# IMF paper comparing mortgage arrears resolution in Ireland, Spain and U.S.



## Brendan Burgess (21 Mar 2015)

An interesting report mentioned by Cliff Taylor in today's Irish Times Crunch time on mortgage arrears

Resolving Residential Mortgage Distress: Time to Modify?; by Jochen R. Andritzky; IMF Working Paper No. 14/226; December 1, 2014
http://www.imf.org/external/pubs/cat/longres.aspx?sk=42577.0

_The US and Spain both moved quickly enough into foreclosures – or repossessions – with 15 per cent of mortgage accounts being foreclosed since 2007 in the US and more than 4 per cent in Spain. If we had foreclosures at even Spanish levels – and the crisis here was worse – some 30,000 houses would have been repossessed.

Instead the latest figures indicate fewer than 4,000 homes were repossessed by the end of last year: 1,100 via court-enforced orders and the rest via voluntary repossessions. Others will have sold under pressure from the banks. _


----------



## Delboy (21 Mar 2015)

> The political problem is that there is no “big bang” solution. This is outlined clearly in the IMF paper, which says that some kind of widespread programme of across-the-board debt relief is likely to be expensive and ineffective – and also to cost the banks.
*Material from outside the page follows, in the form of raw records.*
/********************************************************************************
 * Copyright (c) 2026 Contributors to the Eclipse Foundation
 *
 * See the NOTICE file(s) distributed with this work for additional
 * information regarding copyright ownership.
 *
 * This program and the accompanying materials are made available under the
 * terms of the Apache License Version 2.0 which is available at
 * https://www.apache.org/licenses/LICENSE-2.0
 *
 * SPDX-License-Identifier: Apache-2.0
 ********************************************************************************/

//! Supervision layer.
//!
//! Runs one long computation under a liveness heartbeat and two independent
//! bounds: a hard deadline on the computation itself (`timeout`) and a caller-side
//! wait bound of twice the pulse interval for "no heartbeat and no result".
//!
//! ```
//! use std::time::Duration;
//! use stream_pipelines::{HeartbeatConfig, HeartbeatExecutor};
//! use tokio_util::sync::CancellationToken;
//!
//! # tokio::runtime::Runtime::new().unwrap().block_on(async {
//! let executor = HeartbeatExecutor::new(HeartbeatConfig::new(
//!     Duration::from_millis(20),
//!     Duration::from_secs(5),
//! ));
//!
//! let answer = executor
//!     .run(&CancellationToken::new(), |_token| async {
//!         tokio::time::sleep(Duration::from_millis(50)).await;
//!         42
//!     })
//!     .await
//!     .unwrap();
//! assert_eq!(answer, 42);
//! # });
//! ```

pub(crate) mod config;
pub(crate) mod heartbeat;
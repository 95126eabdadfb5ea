/********************************************************************************
 * Copyright (c) 2026 Contributors to the Eclipse Foundation
 *
 * See the NOTICE file(s) distributed with this work for additional
 * information regarding copyright ownership.
 *
 * This program and the accompanying materials are made available under the
 * terms of the Apache License Version 2.0 which is available at
 * https://www.apache.org/licenses/LICENSE-2.0
 *
 * SPDX-License-Identifier: Apache-2.0
 ********************************************************************************/

use anyhow::{Context, Result};
use clap::Parser;
use serde::Deserialize;
use std::path::PathBuf;
use std::process::ExitCode;
use std::time::Duration;
use stream_pipelines::{
    combine, fan_in, fan_out, from_iter, tee, worker_stage, HeartbeatConfig, HeartbeatExecutor,
    Stream,
};
use tokio_util::sync::CancellationToken;
use tracing::{info, warn};
use tracing_subscriber::{fmt, prelude::*, EnvFilter};

const DEFAULT_ITEMS: [&str; 7] = ["this", "is", "a", "list", "of", "multiple", "items"];
const DEFAULT_WORKERS: usize = 4;

#[derive(Debug, Parser)]
#[command(name = "pipeline-demo")]
#[command(about = "Runs words through fan-out, fan-in, tee, combine and a heartbeat-supervised job")]
struct Cli {
    /// Number of fan-out workers; overrides the config file
    #[arg(long)]
    workers: Option<usize>,

    /// JSON5 config file
    #[arg(long)]
    config: Option<PathBuf>,

    /// How long the supervised job runs before reporting its result
    #[arg(long, default_value_t = 300)]
    work_ms: u64,

    /// Words to process
    items: Vec<String>,
}

#[derive(Debug, Deserialize)]
#[serde(default)]
struct DemoConfig {
    workers: usize,
    heartbeat: HeartbeatConfig,
}

impl Default for DemoConfig {
    fn default() -> Self {
        Self {
            workers: DEFAULT_WORKERS,
            heartbeat: HeartbeatConfig::default(),
        }
    }
}

fn load_config(path: Option<&PathBuf>) -> Result<DemoConfig> {
    let Some(path) = path else {
        return Ok(DemoConfig::default());
    };
    let raw = std::fs::read_to_string(path)
        .with_context(|| format!("unable to read config {}", path.display()))?;
    let config: DemoConfig = json5::from_str(&raw)
        .with_context(|| format!("unable to parse config {}", path.display()))?;
    config.heartbeat.validate()?;
    Ok(config)
}

async fn print_all(label: &str, stream: Stream<String>) -> usize {
    let mut printed = 0;
    while let Some(line) = stream.recv().await {
        println!("{label}: {line}");
        printed += 1;
    }
    printed
}

async fn run(cli: Cli, token: CancellationToken) -> Result<ExitCode> {
    let config = load_config(cli.config.as_ref())?;
    let workers = cli.workers.unwrap_or(config.workers);
    let items = if cli.items.is_empty() {
        DEFAULT_ITEMS.iter().map(|item| item.to_string()).collect()
    } else {
        cli.items
    };
    info!(workers, items = items.len(), "starting pipeline");

    let (for_pool, for_lengths) = tee(&token, from_iter(&token, items)?)?;
    let upper = fan_in(
        &token,
        fan_out(&token, for_pool, workers, |_token, word: String| {
            word.to_uppercase()
        })?,
    )?;
    let lengths = worker_stage(&token, for_lengths, |_token, word: String| {
        format!("{word} has {} characters", word.chars().count())
    })?;
    let printed = print_all("combined", combine(&token, vec![Some(upper), Some(lengths)])?).await;
    info!(printed, "pipeline drained");

    let work = Duration::from_millis(cli.work_ms);
    let executor = HeartbeatExecutor::new(config.heartbeat);
    let outcome = executor
        .run(&token, move |token| async move {
            tokio::select! {
                _ = token.cancelled() => 0,
                _ = tokio::time::sleep(work) => printed,
            }
        })
        .await;

    match outcome {
        Ok(value) => {
            println!("supervised job finished with {value}");
            Ok(ExitCode::SUCCESS)
        }
        Err(err) => {
            warn!(%err, "supervised job failed");
            eprintln!("supervised job failed: {err}");
            Ok(ExitCode::from(1))
        }
    }
}

#[tokio::main]
async fn main() -> ExitCode {
    tracing_subscriber::registry()
        .with(fmt::layer())
        .with(EnvFilter::from_default_env())
        .init();

    let cli = Cli::parse();
    let token = CancellationToken::new();
    let on_interrupt = token.clone();
    tokio::spawn(async move {
        if tokio::signal::ctrl_c().await.is_ok() {
            on_interrupt.cancel();
        }
    });

    match run(cli, token).await {
        Ok(code) => code,
        Err(err) => {
            eprintln!("pipeline-demo failed: {err:#}");
            ExitCode::from(2)
        }
    }
}
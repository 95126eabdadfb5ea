/********************************************************************************
 * Copyright (c) 2026 Contributors to the Eclipse Foundation
 *
 * See the NOTICE file(s) distributed with this work for additional
 * information regarding copyright ownership.
 *
 * This program and the accompanying materials are made available under the
 * terms of the Apache License Version 2.0 which is available at
 * https://www.apache.org/licenses/LICENSE-2.0
 *
 * SPDX-License-Identifier: Apache-2.0
 ********************************************************************************/

//! Tee: duplicate one stream into two independently consumed streams.

use crate::error::PipelineError;
use crate::flow::log_stage_exit;
use crate::flow::or_done::spawn_or_done;
use crate::runtime::stage_runtime::StageRuntime;
use crate::stream::{channel, Delivery, Stream, StreamWriter};
use tokio_util::sync::CancellationToken;
use tracing::debug;

const COMPONENT: &str = "tee";

/// Delivers every item of `input` to both returned streams.
///
/// An item must be accepted by both outputs, in either order, before the next
/// input item is read, so the two consumers never drift apart by more than one
/// item. If one output is dropped, the other keeps receiving. Both outputs close
/// when `input` closes or `token` fires.
pub fn tee<T>(
    token: &CancellationToken,
    input: Stream<T>,
) -> Result<(Stream<T>, Stream<T>), PipelineError>
where
    T: Clone + Send + 'static,
{
    let runtime = StageRuntime::acquire(COMPONENT)?;
    let (left_writer, left) = channel();
    let (right_writer, right) = channel();
    let input = spawn_or_done(&runtime, token, input);

    runtime.spawn(
        COMPONENT,
        duplicate(token.clone(), input, left_writer, right_writer),
    );
    Ok((left, right))
}

async fn duplicate<T>(
    token: CancellationToken,
    input: Stream<T>,
    left: StreamWriter<T>,
    right: StreamWriter<T>,
) where
    T: Clone + Send + 'static,
{
    let mut duplicated = 0usize;
    while let Some(item) = input.recv_or_cancel(&token).await {
        let (to_left, to_right) = futures::join!(
            left.send_or_cancel(&token, item.clone()),
            right.send_or_cancel(&token, item),
        );

        match (to_left, to_right) {
            (Delivery::Cancelled, _) | (_, Delivery::Cancelled) => break,
            (Delivery::Abandoned, Delivery::Abandoned) => {
                debug!(component = COMPONENT, duplicated, "both outputs dropped, tee stopped");
                return;
            }
            _ => duplicated += 1,
        }
    }
    log_stage_exit(COMPONENT, &token, duplicated);
}
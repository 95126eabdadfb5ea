/********************************************************************************
 * Copyright (c) 2026 Contributors to the Eclipse Foundation
 *
 * See the NOTICE file(s) distributed with this work for additional
 * information regarding copyright ownership.
 *
 * This program and the accompanying materials are made available under the
 * terms of the Apache License Version 2.0 which is available at
 * https://www.apache.org/licenses/LICENSE-2.0
 *
 * SPDX-License-Identifier: Apache-2.0
 ********************************************************************************/

//! Combine: merge a fixed list of streams into one.

use crate::error::PipelineError;
use crate::flow::log_stage_exit;
use crate::flow::or_done::spawn_or_done;
use crate::observability::events;
use crate::runtime::stage_runtime::StageRuntime;
use crate::stream::{channel, Delivery, Stream, StreamWriter};
use tokio::task::JoinSet;
use tokio_util::sync::CancellationToken;
use tracing::{trace, warn};

const COMPONENT: &str = "combine";

/// Merges every present stream in `sources` into one output stream.
///
/// `None` entries are skipped. Each source gets its own relay task; the output
/// closes only after every relay has finished, by exhaustion or cancellation.
/// With no sources the output is closed right away.
pub fn combine<T>(
    token: &CancellationToken,
    sources: Vec<Option<Stream<T>>>,
) -> Result<Stream<T>, PipelineError>
where
    T: Send + 'static,
{
    let runtime = StageRuntime::acquire(COMPONENT)?;
    let (writer, output) = channel();

    let mut relays = JoinSet::new();
    for (index, source) in sources.into_iter().enumerate() {
        let Some(source) = source else {
            trace!(component = COMPONENT, index, "skipping absent source");
            continue;
        };
        let source = spawn_or_done(&runtime, token, source);
        runtime.spawn_joined(
            COMPONENT,
            &mut relays,
            relay(token.clone(), index, source, writer.share()),
        );
    }

    let token = token.clone();
    runtime.spawn(COMPONENT, async move {
        let mut total = 0usize;
        while let Some(joined) = relays.join_next().await {
            match joined {
                Ok(relayed) => total += relayed,
                Err(err) => warn!(component = COMPONENT, %err, "relay task failed"),
            }
        }
        drop(writer);
        log_stage_exit(COMPONENT, &token, total);
    });

    Ok(output)
}

async fn relay<T>(
    token: CancellationToken,
    index: usize,
    source: Stream<T>,
    output: StreamWriter<T>,
) -> usize {
    let mut relayed = 0usize;
    while let Some(item) = source.recv_or_cancel(&token).await {
        if output.send_or_cancel(&token, item).await != Delivery::Delivered {
            break;
        }
        relayed += 1;
    }
    trace!(
        event = events::COMBINE_RELAY_FINISHED,
        component = COMPONENT,
        index,
        relayed,
        "relay finished"
    );
    relayed
}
That should be thrown at every Hall et al every time they start pulling at the usual heart strings


----------



## Gerry Canning (23 Mar 2015)

Delboy said:


> That should be thrown at every Hall et al every time they start pulling at the usual heart strings


.....................

A few comments;
1. Could it be our arrears situation was/is worse than USA & Spain.
2. Could it be that if arrears were tackled promptly that our Banks (notwithstanding funds already in by us) could not have survived the extra cold shock of repossession write-offs.
3. Could it be that prompt repossessions would have created an unmanageable housing/social issue.
4. Could it be that our Banks didn,t/don,t have the skill base to manage arrears.(up to 2008 their skill was shovelling out funds , not arrears management).
5. Because of delay in arrears sorting (by borrowers & lenders) and with economy more robust , that by delay and increase in home prices and low rates we may escape the worst losses for Banks and only have  hard core repossessions . (if so, it is luck over management)


----------



## Newbie-employee (23 Mar 2015)

I'm normally not one in favour of kicking cans down the street, but as a nation we've done this - have we escaped the worst ?  Was the inevitable made more palatable by delays?


----------